### Dataset

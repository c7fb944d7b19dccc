//! # BNS Indexer
//!
//! Crawls the Blockstack Naming Service and builds a document index of every
//! registered name: its blockchain record, its zone file and the profile the
//! zone file points to.
//!
//! ## Overview
//!
//! A crawl runs as a staged pipeline over bounded queues:
//!
//! - **Discovery**: lists namespaces, then pages through each namespace and
//!   fetches the blockchain record of every name
//! - **Zone files**: one bulk zone file fetch per discovered page
//! - **Profiles**: resolves the profile advertised by a name's zone file
//! - **Persistence**: validates and upserts one document per name
//!
//! Every stage reports upstream block heights to a shared [`Cursor`] and
//! counts its throughput in [`PipelineStats`].

// Pipeline
/// Crawl orchestration
pub mod indexer;
/// Namespace paging and the page-fetch limiter
pub mod page_fetcher;
/// Zone file, profile and persistence worker pools
pub mod pipeline;

// Domain Types
/// Records, batches and stored documents
pub mod record;
/// Zone file parsing
pub mod zonefile;
/// Profile resolution and validation
pub mod profile;

// Infrastructure
/// Naming service RPC client
pub mod client;
/// Document store
pub mod store;
/// PostgreSQL pool and schema setup
pub mod database;
/// Retry with exponential backoff
pub mod retry;
/// Highest observed block height
pub mod cursor;
/// Throughput counters
pub mod stats;
/// Metrics and observability
pub mod metrics;
/// Error types
pub mod error;

// Settings & Configuration
/// Configuration management
pub mod settings;

// Re-exports for convenience
pub use client::{CoreRpcClient, NamingClient};
pub use cursor::Cursor;
pub use error::IndexerError;
pub use indexer::Indexer;
pub use profile::{HttpProfileResolver, ProfileResolver};
pub use settings::Settings;
pub use stats::{PipelineStats, StatsSnapshot};
pub use store::{DocumentStore, PostgresStore};
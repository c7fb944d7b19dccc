//! Throughput counters shared by every pipeline stage.
//!
//! Counters are monotonic and monitoring-only: nothing in the pipeline reads
//! them to make a decision. Each increment is mirrored to the metrics
//! recorder when the `observability` feature is enabled.

use serde::Serialize;
use std::sync::atomic::{AtomicU64, Ordering};
use std::sync::Arc;
use std::time::Duration;
use tokio_util::sync::CancellationToken;
use tracing::info;

use crate::cursor::Cursor;
use crate::metrics;

macro_rules! pipeline_counters {
    ($( $(#[$doc:meta])* $field:ident => $metric:literal ),+ $(,)?) => {
        #[derive(Debug, Default)]
        pub struct PipelineStats {
            $( $field: AtomicU64, )+
        }

        /// Point-in-time copy of every counter.
        #[derive(Debug, Clone, Copy, Default, PartialEq, Eq, Serialize)]
        pub struct StatsSnapshot {
            $( $(#[$doc])* pub $field: u64, )+
        }

        impl PipelineStats {
            pub fn new() -> Self {
                Self::default()
            }

            $(
                $(#[$doc])*
                pub fn $field(&self, value: u64) {
                    if value == 0 {
                        return;
                    }
                    self.$field.fetch_add(value, Ordering::Relaxed);
                    metrics::increment_stat($metric, value);
                }
            )+

            pub fn snapshot(&self) -> StatsSnapshot {
                StatsSnapshot {
                    $( $field: self.$field.load(Ordering::Relaxed), )+
                }
            }
        }
    };
}

pipeline_counters! {
    /// Name pages listed (including empty boundary pages).
    pages_fetched => "bns_indexer_pages_fetched_total",
    /// Pages or namespaces skipped after the listing failed.
    pages_failed => "bns_indexer_pages_failed_total",
    /// Records created from listed names; counted whether or not the
    /// blockchain record could be fetched.
    records_fetched => "bns_indexer_records_fetched_total",
    record_fetch_failures => "bns_indexer_record_fetch_failures_total",
    zonefiles_fetched => "bns_indexer_zonefiles_fetched_total",
    batches_dropped => "bns_indexer_batches_dropped_total",
    records_dropped => "bns_indexer_records_dropped_total",
    /// Records handed to the profile stage.
    sent_to_resolve => "bns_indexer_sent_to_resolve_total",
    with_profile => "bns_indexer_with_profile_total",
    profile_failures => "bns_indexer_profile_failures_total",
    /// Records handed to the persistence stage.
    resolved => "bns_indexer_resolved_total",
    validation_failures => "bns_indexer_validation_failures_total",
    persisted => "bns_indexer_persisted_total",
    persist_failures => "bns_indexer_persist_failures_total",
}

/// Log a snapshot every `every` until `cancel` fires.
pub async fn report_periodically(
    stats: Arc<PipelineStats>,
    cursor: Arc<Cursor>,
    every: Duration,
    cancel: CancellationToken,
) {
    let mut ticker = tokio::time::interval(every);
    // First tick completes immediately
    ticker.tick().await;
    loop {
        tokio::select! {
            _ = cancel.cancelled() => break,
            _ = ticker.tick() => {
                let s = stats.snapshot();
                info!(
                    cursor = cursor.get(),
                    pages = s.pages_fetched,
                    fetched = s.records_fetched,
                    zonefiles = s.zonefiles_fetched,
                    sent_to_resolve = s.sent_to_resolve,
                    with_profile = s.with_profile,
                    resolved = s.resolved,
                    persisted = s.persisted,
                    "📊 Indexer progress"
                );
            }
        }
    }
}
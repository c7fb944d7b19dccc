use anyhow::{Context, Result};
use sqlx::{postgres::PgPoolOptions, Pool, Postgres};
use std::time::Duration;

use crate::settings::Database;

/// PostgreSQL connection pool type alias.
pub type DbPool = Pool<Postgres>;

/// Database schema name
pub const SCHEMA: &str = "bns_index";

pub async fn connect(settings: &Database) -> Result<DbPool> {
    // Force UTF-8 client encoding FIRST to avoid Windows sqlx bug with non-ASCII error messages
    std::env::set_var("PGCLIENTENCODING", "UTF8");

    let database_url = settings
        .url
        .clone()
        .context("database.url or DATABASE_URL must be set")?;

    // Add retries with exponential backoff to survive DNS/startup races in Compose
    let mut last_err: Option<anyhow::Error> = None;
    let max_attempts: u32 = 10;
    for attempt in 1..=max_attempts {
        match PgPoolOptions::new()
            .max_connections(settings.max_connections)
            .acquire_timeout(Duration::from_secs(5))
            .connect(&database_url)
            .await
        {
            Ok(pool) => {
                log::info!(
                    "✅ Successfully connected to database (attempt {}/{}).",
                    attempt,
                    max_attempts
                );
                if let Err(e) = initialize_database(&pool).await {
                    last_err = Some(e);
                } else {
                    return Ok(pool);
                }
            }
            Err(e) => {
                last_err = Some(e.into());
            }
        }
        // Backoff with cap
        let delay_ms = (1u64 << attempt.min(6)) * 200; // 400ms, 800ms, ... capped at ~12.8s
        log::warn!(
            "DB connect/init attempt {}/{} failed. Retrying in {} ms...",
            attempt,
            max_attempts,
            delay_ms
        );
        tokio::time::sleep(Duration::from_millis(delay_ms)).await;
    }
    Err(last_err.unwrap_or_else(|| anyhow::anyhow!("Unknown DB connection error")))
}

/// Create the schema and the records collection if they are missing.
pub async fn initialize_database(pool: &DbPool) -> Result<()> {
    let mut tx = pool.begin().await?;

    sqlx::query(&format!("CREATE SCHEMA IF NOT EXISTS {}", SCHEMA))
        .execute(&mut *tx)
        .await?;

    sqlx::query(&format!(
        "CREATE TABLE IF NOT EXISTS {}.records (
            name TEXT PRIMARY KEY,
            namespace TEXT NOT NULL,
            zonefile_hash TEXT,
            document JSONB NOT NULL,
            block_height BIGINT NOT NULL,
            indexed_at TIMESTAMPTZ NOT NULL
        )",
        SCHEMA
    ))
    .execute(&mut *tx)
    .await?;

    sqlx::query(&format!(
        "CREATE INDEX IF NOT EXISTS records_namespace_idx ON {}.records (namespace)",
        SCHEMA
    ))
    .execute(&mut *tx)
    .await?;

    tx.commit().await?;
    Ok(())
}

######

Reproduce all entries. Keep them exact.

_Written answer_
repository c7fb944d7b19dccc
//! # BNS Indexer
//!
//! Crawls the Blockstack Naming Service and builds a document index of every
//! registered name: its blockchain record, its zone file and the profile the
//! zone file points to.
//!
//! ## Overview
//!
//! A crawl runs as a staged pipeline over bounded queues:
//!
//! - **Discovery**: lists namespaces, then pages through each namespace and
//!   fetches the blockchain record of every name
//! - **Zone files**: one bulk zone file fetch per discovered page
//! - **Profiles**: resolves the profile advertised by a name's zone file
//! - **Persistence**: validates and upserts one document per name
//!
//! Every stage reports upstream block heights to a shared [`Cursor`] and
//! counts its throughput in [`PipelineStats`].

// Pipeline
/// Crawl orchestration
pub mod indexer;
/// Namespace paging and the page-fetch limiter
pub mod page_fetcher;
/// Zone file, profile and persistence worker pools
pub mod pipeline;

// Domain Types
/// Records, batches and stored documents
pub mod record;
/// Zone file parsing
pub mod zonefile;
/// Profile resolution and validation
pub mod profile;

// Infrastructure
/// Naming service RPC client
pub mod client;
/// Document store
pub mod store;
/// PostgreSQL pool and schema setup
pub mod database;
/// Retry with exponential backoff
pub mod retry;
/// Highest observed block height
pub mod cursor;
/// Throughput counters
pub mod stats;
/// Metrics and observability
pub mod metrics;
/// Error types
pub mod error;

// Settings & Configuration
/// Configuration management
pub mod settings;

// Re-exports for convenience
pub use client::{CoreRpcClient, NamingClient};
pub use cursor::Cursor;
pub use error::IndexerError;
pub use indexer::Indexer;
pub use profile::{HttpProfileResolver, ProfileResolver};
pub use settings::Settings;
pub use stats::{PipelineStats, StatsSnapshot};
pub use store::{DocumentStore, PostgresStore};
repository c7fb944d7b19dccc
//! Throughput counters shared by every pipeline stage.
//!
//! Counters are monotonic and monitoring-only: nothing in the pipeline reads
//! them to make a decision. Each increment is mirrored to the metrics
//! recorder when the `observability` feature is enabled.

use serde::Serialize;
use std::sync::atomic::{AtomicU64, Ordering};
use std::sync::Arc;
use std::time::Duration;
use tokio_util::sync::CancellationToken;
use tracing::info;

use crate::cursor::Cursor;
use crate::metrics;

macro_rules! pipeline_counters {
    ($( $(#[$doc:meta])* $field:ident => $metric:literal ),+ $(,)?) => {
        #[derive(Debug, Default)]
        pub struct PipelineStats {
            $( $field: AtomicU64, )+
        }

        /// Point-in-time copy of every counter.
        #[derive(Debug, Clone, Copy, Default, PartialEq, Eq, Serialize)]
        pub struct StatsSnapshot {
            $( $(#[$doc])* pub $field: u64, )+
        }

        impl PipelineStats {
            pub fn new() -> Self {
                Self::default()
            }

            $(
                $(#[$doc])*
                pub fn $field(&self, value: u64) {
                    if value == 0 {
                        return;
                    }
                    self.$field.fetch_add(value, Ordering::Relaxed);
                    metrics::increment_stat($metric, value);
                }
            )+

            pub fn snapshot(&self) -> StatsSnapshot {
                StatsSnapshot {
                    $( $field: self.$field.load(Ordering::Relaxed), )+
                }
            }
        }
    };
}

pipeline_counters! {
    /// Name pages listed (including empty boundary pages).
    pages_fetched => "bns_indexer_pages_fetched_total",
    /// Pages or namespaces skipped after the listing failed.
    pages_failed => "bns_indexer_pages_failed_total",
    /// Records created from listed names; counted whether or not the
    /// blockchain record could be fetched.
    records_fetched => "bns_indexer_records_fetched_total",
    record_fetch_failures => "bns_indexer_record_fetch_failures_total",
    zonefiles_fetched => "bns_indexer_zonefiles_fetched_total",
    batches_dropped => "bns_indexer_batches_dropped_total",
    records_dropped => "bns_indexer_records_dropped_total",
    /// Records handed to the profile stage.
    sent_to_resolve => "bns_indexer_sent_to_resolve_total",
    with_profile => "bns_indexer_with_profile_total",
    profile_failures => "bns_indexer_profile_failures_total",
    /// Records handed to the persistence stage.
    resolved => "bns_indexer_resolved_total",
    validation_failures => "bns_indexer_validation_failures_total",
    persisted => "bns_indexer_persisted_total",
    persist_failures => "bns_indexer_persist_failures_total",
}

/// Log a snapshot every `every` until `cancel` fires.
pub async fn report_periodically(
    stats: Arc<PipelineStats>,
    cursor: Arc<Cursor>,
    every: Duration,
    cancel: CancellationToken,
) {
    let mut ticker = tokio::time::interval(every);
    // First tick completes immediately
    ticker.tick().await;
    loop {
        tokio::select! {
            _ = cancel.cancelled() => break,
            _ = ticker.tick() => {
                let s = stats.snapshot();
                info!(
                    cursor = cursor.get(),
                    pages = s.pages_fetched,
                    fetched = s.records_fetched,
                    zonefiles = s.zonefiles_fetched,
                    sent_to_resolve = s.sent_to_resolve,
                    with_profile = s.with_profile,
                    resolved = s.resolved,
                    persisted = s.persisted,
                    "📊 Indexer progress"
                );
            }
        }
    }
}
repository c7fb944d7b19dccc
use anyhow::{Context, Result};
use sqlx::{postgres::PgPoolOptions, Pool, Postgres};
use std::time::Duration;

use crate::settings::Database;

/// PostgreSQL connection pool type alias.
pub type DbPool = Pool<Postgres>;

/// Database schema name
pub const SCHEMA: &str = "bns_index";

pub async fn connect(settings: &Database) -> Result<DbPool> {
    // Force UTF-8 client encoding FIRST to avoid Windows sqlx bug with non-ASCII error messages
    std::env::set_var("PGCLIENTENCODING", "UTF8");

    let database_url = settings
        .url
        .clone()
        .context("database.url or DATABASE_URL must be set")?;

    // Add retries with exponential backoff to survive DNS/startup races in Compose
    let mut last_err: Option<anyhow::Error> = None;
    let max_attempts: u32 = 10;
    for attempt in 1..=max_attempts {
        match PgPoolOptions::new()
            .max_connections(settings.max_connections)
            .acquire_timeout(Duration::from_secs(5))
            .connect(&database_url)
            .await
        {
            Ok(pool) => {
                log::info!(
                    "✅ Successfully connected to database (attempt {}/{}).",
                    attempt,
                    max_attempts
                );
                if let Err(e) = initialize_database(&pool).await {
                    last_err = Some(e);
                } else {
                    return Ok(pool);
                }
            }
            Err(e) => {
                last_err = Some(e.into());
            }
        }
        // Backoff with cap
        let delay_ms = (1u64 << attempt.min(6)) * 200; // 400ms, 800ms, ... capped at ~12.8s
        log::warn!(
            "DB connect/init attempt {}/{} failed. Retrying in {} ms...",
            attempt,
            max_attempts,
            delay_ms
        );
        tokio::time::sleep(Duration::from_millis(delay_ms)).await;
    }
    Err(last_err.unwrap_or_else(|| anyhow::anyhow!("Unknown DB connection error")))
}

/// Create the schema and the records collection if they are missing.
pub async fn initialize_database(pool: &DbPool) -> Result<()> {
    let mut tx = pool.begin().await?;

    sqlx::query(&format!("CREATE SCHEMA IF NOT EXISTS {}", SCHEMA))
        .execute(&mut *tx)
        .await?;

    sqlx::query(&format!(
        "CREATE TABLE IF NOT EXISTS {}.records (
            name TEXT PRIMARY KEY,
            namespace TEXT NOT NULL,
            zonefile_hash TEXT,
            document JSONB NOT NULL,
            block_height BIGINT NOT NULL,
            indexed_at TIMESTAMPTZ NOT NULL
        )",
        SCHEMA
    ))
    .execute(&mut *tx)
    .await?;

    sqlx::query(&format!(
        "CREATE INDEX IF NOT EXISTS records_namespace_idx ON {}.records (namespace)",
        SCHEMA
    ))
    .execute(&mut *tx)
    .await?;

    tx.commit().await?;
    Ok(())
}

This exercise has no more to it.